Let’s assume we have a page with a subresource that changes on each request. It may be the Web 1.0 visit counter - each time it is requested, it returns an incremented number as an image. The server keeps the current number, increases it on every request, generates a GIF, and returns it.
We need to disable the Cloudflare cache. Otherwise, it would cache the counter, effectively stopping it.
Please remember, this is just an example prepared to illustrate the point. It doesn’t make much sense to implement it in real-world use cases.
What will happen, when Google tries to fetch this and put it into its SXG cache?
According to the diagram above:
It requests the page from ASX (step 3).
ASX requests the page from the server and the counter image subresource (steps 4 and 6). The server generates an image presenting number 1.
ASX generates an SXG-wrapped page, includes the subresource URL along with its integrity hash, and returns it to Google (step 10).
Google parses the SXG-wrapped page, finds it depends on the subresource, and downloads it from ASX (step 11).
As Cloudflare cache is disabled, ASX downloads it directly from the server (step 12).
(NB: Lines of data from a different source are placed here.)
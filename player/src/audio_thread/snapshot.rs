//! Snapshot hand-off from the generation thread to readers

use std::sync::{Arc, Mutex};

use waterfall_core::PlaybackSnapshot;

/// Latest published playback state
///
/// The lock is only ever held for one `Copy` of the snapshot.
#[derive(Debug, Clone, Default)]
pub struct SharedSnapshot {
    inner: Arc<Mutex<PlaybackSnapshot>>,
}

impl SharedSnapshot {
    pub fn new(initial: PlaybackSnapshot) -> Self {
        Self {
            inner: Arc::new(Mutex::new(initial)),
        }
    }

    pub fn publish(&self, snapshot: PlaybackSnapshot) {
        let mut guard = self.inner.lock().unwrap_or_else(|e| e.into_inner());
        *guard = snapshot;
    }

    pub fn load(&self) -> PlaybackSnapshot {
        *self.inner.lock().unwrap_or_else(|e| e.into_inner())
    }
}
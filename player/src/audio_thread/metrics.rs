//! Generation thread health counters

use std::time::{Duration, Instant};

use tracing::debug;

/// Ring capacity in samples: ~150ms of stereo at 44.1kHz
pub(super) const RING_BUFFER_CAPACITY: usize = 13230;
/// Samples rendered per block (512 stereo frames)
pub(super) const BLOCK_SAMPLES: usize = 1024;
/// Needing a block while the sink holds less than this counts as an underrun
pub(super) const LOW_BUFFER_THRESHOLD: usize = 4600;

const LOG_INTERVAL: Duration = Duration::from_secs(1);

/// Per-interval event counts, reset after each log line
#[derive(Debug, Clone, Copy, Default, PartialEq, Eq)]
struct Counters {
    blocks: u64,
    samples: u64,
    commands: u64,
    crossings: u64,
    underruns: u64,
    overruns: u64,
}

#[derive(Debug, Clone, Copy)]
struct FillRange {
    current: usize,
    min: usize,
    max: usize,
}

impl FillRange {
    fn reset_to_current(&mut self) {
        self.min = self.current;
        self.max = self.current;
    }
}

#[derive(Debug, Clone)]
pub(super) struct AudioMetrics {
    counters: Counters,
    fill: FillRange,
    /// Exponential moving average of the block render time
    avg_block_us: f64,
    window_start: Instant,
}

impl AudioMetrics {
    pub fn new() -> Self {
        Self {
            counters: Counters::default(),
            fill: FillRange {
                current: 0,
                min: RING_BUFFER_CAPACITY,
                max: 0,
            },
            avg_block_us: 0.0,
            window_start: Instant::now(),
        }
    }

    /// Record the sink level seen before deciding whether to render
    pub fn observe_fill(&mut self, fill: usize) {
        self.fill.current = fill;
        self.fill.min = self.fill.min.min(fill);
        self.fill.max = self.fill.max.max(fill);
    }

    pub fn command_applied(&mut self) {
        self.counters.commands += 1;
    }

    /// Loop bound crossings resolved while rendering one block
    pub fn loop_crossings(&mut self, count: u32) {
        self.counters.crossings += u64::from(count);
    }

    /// A block is about to be rendered; flags an underrun if the sink ran low
    pub fn block_needed(&mut self) {
        if self.fill.current < LOW_BUFFER_THRESHOLD {
            self.counters.underruns += 1;
        }
    }

    /// A block of `rendered` samples took `elapsed`; the sink took `pushed`
    pub fn block_written(&mut self, rendered: usize, pushed: usize, elapsed: Duration) {
        let us = elapsed.as_secs_f64() * 1e6;
        self.avg_block_us = 0.1 * us + 0.9 * self.avg_block_us;
        self.counters.blocks += 1;
        self.counters.samples += pushed as u64;
        if pushed < rendered {
            self.counters.overruns += 1;
        }
    }

    /// Emit one debug line per interval, then start a new interval
    pub fn maybe_log(&mut self, now: Instant) {
        if now.saturating_duration_since(self.window_start) < LOG_INTERVAL {
            return;
        }
        let pct = |fill: usize| fill as f64 * 100.0 / RING_BUFFER_CAPACITY as f64;
        let c = self.counters;
        debug!(
            "Audio: buf={:.1}% ({:.1}%..{:.1}%), blocks={}, samples={}, commands={}, \
             crossings={}, underruns={}, overruns={}, avg_block={:.2}us",
            pct(self.fill.current),
            pct(self.fill.min),
            pct(self.fill.max),
            c.blocks,
            c.samples,
            c.commands,
            c.crossings,
            c.underruns,
            c.overruns,
            self.avg_block_us
        );
        self.counters = Counters::default();
        self.fill.reset_to_current();
        self.window_start = now;
    }
}
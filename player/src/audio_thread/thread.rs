//! Audio generation thread
//!
//! Owns the session. Commands are drained and applied only between blocks,
//! so the advancer never sees a half-applied update.

use std::sync::mpsc;
use std::sync::{Arc, Condvar, Mutex};
use std::thread;
use std::time::{Duration, Instant};

use tracing::{debug, trace, warn};
use waterfall_core::{Command, Session};

use super::handle::AudioGenHandle;
use super::metrics::{AudioMetrics, BLOCK_SAMPLES};
use super::sink::SampleSink;
use super::snapshot::SharedSnapshot;

/// Commands queued before `send` starts dropping
const COMMAND_QUEUE_DEPTH: usize = 64;

/// How long to sleep when the sink has no room
const IDLE_WAIT: Duration = Duration::from_millis(1);

pub(super) struct AudioGenThread {
    rx: mpsc::Receiver<Command>,

    sink: SampleSink,

    /// Notified by the cpal callback after it drains the ring
    condvar: Arc<(Mutex<bool>, Condvar)>,

    output_buffer: Vec<f32>,

    session: Session,

    snapshot: SharedSnapshot,

    metrics: AudioMetrics,
}

impl AudioGenThread {
    /// Spawn the generation thread
    ///
    /// `condvar` is the one the sink's consumer notifies; a null sink may
    /// pass a fresh one nobody notifies.
    pub fn spawn(
        sink: SampleSink,
        session: Session,
        condvar: Arc<(Mutex<bool>, Condvar)>,
    ) -> AudioGenHandle {
        let (tx, rx) = mpsc::sync_channel::<Command>(COMMAND_QUEUE_DEPTH);
        let snapshot = SharedSnapshot::new(session.snapshot());
        let shared = snapshot.clone();

        let handle = thread::Builder::new()
            .name("audio-gen".into())
            .spawn(move || {
                let mut audio_gen = Self {
                    rx,
                    sink,
                    condvar,
                    output_buffer: vec![0.0; BLOCK_SAMPLES],
                    session,
                    snapshot: shared,
                    metrics: AudioMetrics::new(),
                };
                audio_gen.run();
            })
            .expect("failed to spawn audio generation thread");

        AudioGenHandle {
            tx: Some(tx),
            handle: Some(handle),
            snapshot,
        }
    }

    fn run(&mut self) {
        debug!("Audio generation thread started");

        loop {
            if !self.drain_commands() {
                debug!("Audio generation thread exiting (channel disconnected)");
                break;
            }

            self.metrics.observe_fill(self.sink.fill_level());

            if self.sink.vacant_len() >= BLOCK_SAMPLES {
                self.metrics.block_needed();
                self.generate_block();
                self.snapshot.publish(self.session.snapshot());
                // Keep filling until the sink is topped up
                continue;
            }

            let (lock, cvar) = &*self.condvar;
            let guard = lock.lock().unwrap_or_else(|e| {
                warn!("Audio thread condvar mutex poisoned; continuing");
                e.into_inner()
            });
            let _ = cvar.wait_timeout(guard, IDLE_WAIT).unwrap_or_else(|e| {
                warn!("Audio thread condvar wait mutex poisoned; continuing");
                e.into_inner()
            });

            self.metrics.maybe_log(Instant::now());
        }

        self.snapshot.publish(self.session.snapshot());
        debug!("Audio generation thread finished");
    }

    /// Apply every queued command; `false` once the sender is gone
    fn drain_commands(&mut self) -> bool {
        let mut applied = false;
        let connected = loop {
            match self.rx.try_recv() {
                Ok(command) => {
                    self.session.apply(command);
                    self.metrics.command_applied();
                    applied = true;
                }
                Err(mpsc::TryRecvError::Empty) => break true,
                Err(mpsc::TryRecvError::Disconnected) => break false,
            }
        };
        if applied {
            self.snapshot.publish(self.session.snapshot());
        }
        connected
    }

    fn generate_block(&mut self) {
        let start = Instant::now();
        let crossings = self.session.render(&mut self.output_buffer);
        let elapsed = start.elapsed();
        self.metrics.loop_crossings(crossings);

        let pushed = self.sink.push_slice(&self.output_buffer);
        if pushed < self.output_buffer.len() {
            trace!(
                "Audio sink full: dropped {} samples",
                self.output_buffer.len() - pushed
            );
        }
        self.metrics
            .block_written(self.output_buffer.len(), pushed, elapsed);
    }
}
This time, the server generates an image with the number 2.
ASX wraps the image into the SXG package and returns it to Google (step 13).
Google compares the integrity hash of the downloaded subresource with the integrity hash stored in the SXG-wrapped page. As those differ, Google rejects the subresource as invalid and doesn’t store it in the cache.
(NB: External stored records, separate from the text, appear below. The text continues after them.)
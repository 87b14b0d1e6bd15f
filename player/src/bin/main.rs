//! Waterfall Player
//!
//! Plays any file as 8-bit PCM audio and a stream of raster frames.
//!
//! # Usage
//!
//! ```bash
//! waterfall-player path/to/file.bin
//! waterfall-player file.bin --profile frequency
//! waterfall-player file.bin --no-audio --capture-dir frames/
//! ```
//!
//! Controls are read from stdin one per line: key names (`space`, `up`,
//! `pageup`, `l`, `b` ...), `seek <byte>`, `seek+ <bytes>`, `volume <delta>`,
//! `loop <start> <end>`, `capture` or `quit`.

use std::path::PathBuf;
use std::sync::Arc;
use std::sync::mpsc;

use anyhow::{Context, Result};
use clap::Parser;
use tracing_subscriber::EnvFilter;

use waterfall_core::{ByteBuffer, PRESET_NAMES, Session};
use waterfall_player::input::spawn_stdin_reader;
use waterfall_player::{App, FrameCapture, ThreadedAudioOutput, config};

#[derive(Parser)]
#[command(name = "waterfall-player")]
#[command(author, version, about = "Binary waterfall - hear and see raw file bytes")]
struct Args {
    /// File to play
    file: PathBuf,

    /// Playback profile preset (waterfall, lane, big, frequency)
    #[arg(long, short = 'p')]
    profile: Option<String>,

    /// Config file (default: config.toml in the platform config directory)
    #[arg(long, short = 'c', value_name = "FILE")]
    config: Option<PathBuf>,

    /// Skip the audio device and run video-only
    #[arg(long)]
    no_audio: bool,

    /// Visual refresh cap in frames per second
    #[arg(long)]
    fps: Option<f64>,

    /// Directory for captured frames
    #[arg(long, value_name = "DIR")]
    capture_dir: Option<PathBuf>,

    /// Log filter used when RUST_LOG is unset
    #[arg(long, default_value = "info")]
    log_level: String,
}

fn main() -> Result<()> {
    let args = Args::parse();

    tracing_subscriber::fmt()
        .with_env_filter(
            EnvFilter::try_from_default_env().unwrap_or_else(|_| EnvFilter::new(&args.log_level)),
        )
        .init();

    let mut config = config::load(args.config.as_deref())?;
    if let Some(preset) = args.profile {
        config.profile.preset = preset;
    }
    if let Some(dir) = args.capture_dir {
        config.video.capture_dir = Some(dir);
    }
    if let Some(fps) = args.fps {
        config.video.fps_cap = fps;
    }

    let profile = config.profile.resolve().with_context(|| {
        format!(
            "Invalid playback profile (presets: {})",
            PRESET_NAMES.join(", ")
        )
    })?;

    let buffer = ByteBuffer::load(&args.file, profile.frame_bytes())
        .with_context(|| format!("Failed to load {}", args.file.display()))?;
    let buffer = Arc::new(buffer);

    let mut session = Session::new(buffer.clone(), profile.clone(), config.audio.sample_rate)?;
    session.state_mut().set_volume(config.audio.initial_volume());

    let audio = if args.no_audio || !config.audio.enabled {
        ThreadedAudioOutput::video_only(session)
    } else {
        ThreadedAudioOutput::new(session)
    };

    let capture = config
        .video
        .capture_dir
        .as_ref()
        .map(|dir| {
            FrameCapture::new(dir, &args.file)
                .with_grid(config.video.capture_columns, config.video.capture_rows)
        });

    let (tx, rx) = mpsc::channel();
    // Detached: blocked on stdin until the process exits
    let _input = spawn_stdin_reader(config.bindings(), tx);

    let mut app = App::new(audio, buffer, profile, config.video.fps_cap, capture);
    let reason = app.run(&rx);
    tracing::info!("Playback ended ({:?})", reason);
    Ok(())
}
The integrity hashes were different because those were different images. First represented number 1, second number 2.
Still, the SXG-wrapped page will be stored in the Google SXG cache. However, it will depend on a subresource that can’t be prefetched, because it’s missing from the cache.
On Google search results, when prefetching the page, the browser will be instructed to prefetch the subresource located under a URL computed from the subresource integrity hash included in the SXG-wrapped page. As the URL doesn’t contain a subresource, the fallback HTML page will be returned instead causing a CORS error in the browser.
But my subresources are immutable!
If you follow best practices in web development, you probably try to keep your assets immutable. The reason is to prevent issues caused by stale copies stored in caches.
Frameworks such as Rails and Next.js offer include built-in solutions. The idea is to bind the asset URL and its content by making the digest of the content part of the URL. This way changing the content changes the URL, so the asset won’t mutate.
It works well with the original stale-cache issue, but…
SXG subresource > file content + URL
The above approach doesn’t consider HTTP headers returned along with the asset. Those headers are part of the SXG subresource. If one of the headers changes, the integrity hash changes as well.
Many HTTP headers are set by the web server, outside of the web application. The framework doesn’t control all of them, therefore it can’t include them in the digest.
Cloudflare ASX partially solves that by stripping headers known to change frequently, such as Date, Age, or X-Request-Id from subresources. But if your assets use other unstable headers, you may experience issues, as shown in this demo.
Doesn’t cache fix that?
As I wrote earlier, subresources should be cachable. If you want to see what happens, if the Cache-Control header is invalid, here is a demo.
Cloudflare has an HTTP cache enabled by default. Even if a given subresource changes on each request, the first response will be stored in the cache (steps 6-9 on the SXG cache population diagram), and later requests will return the cached entry (steps 12-13).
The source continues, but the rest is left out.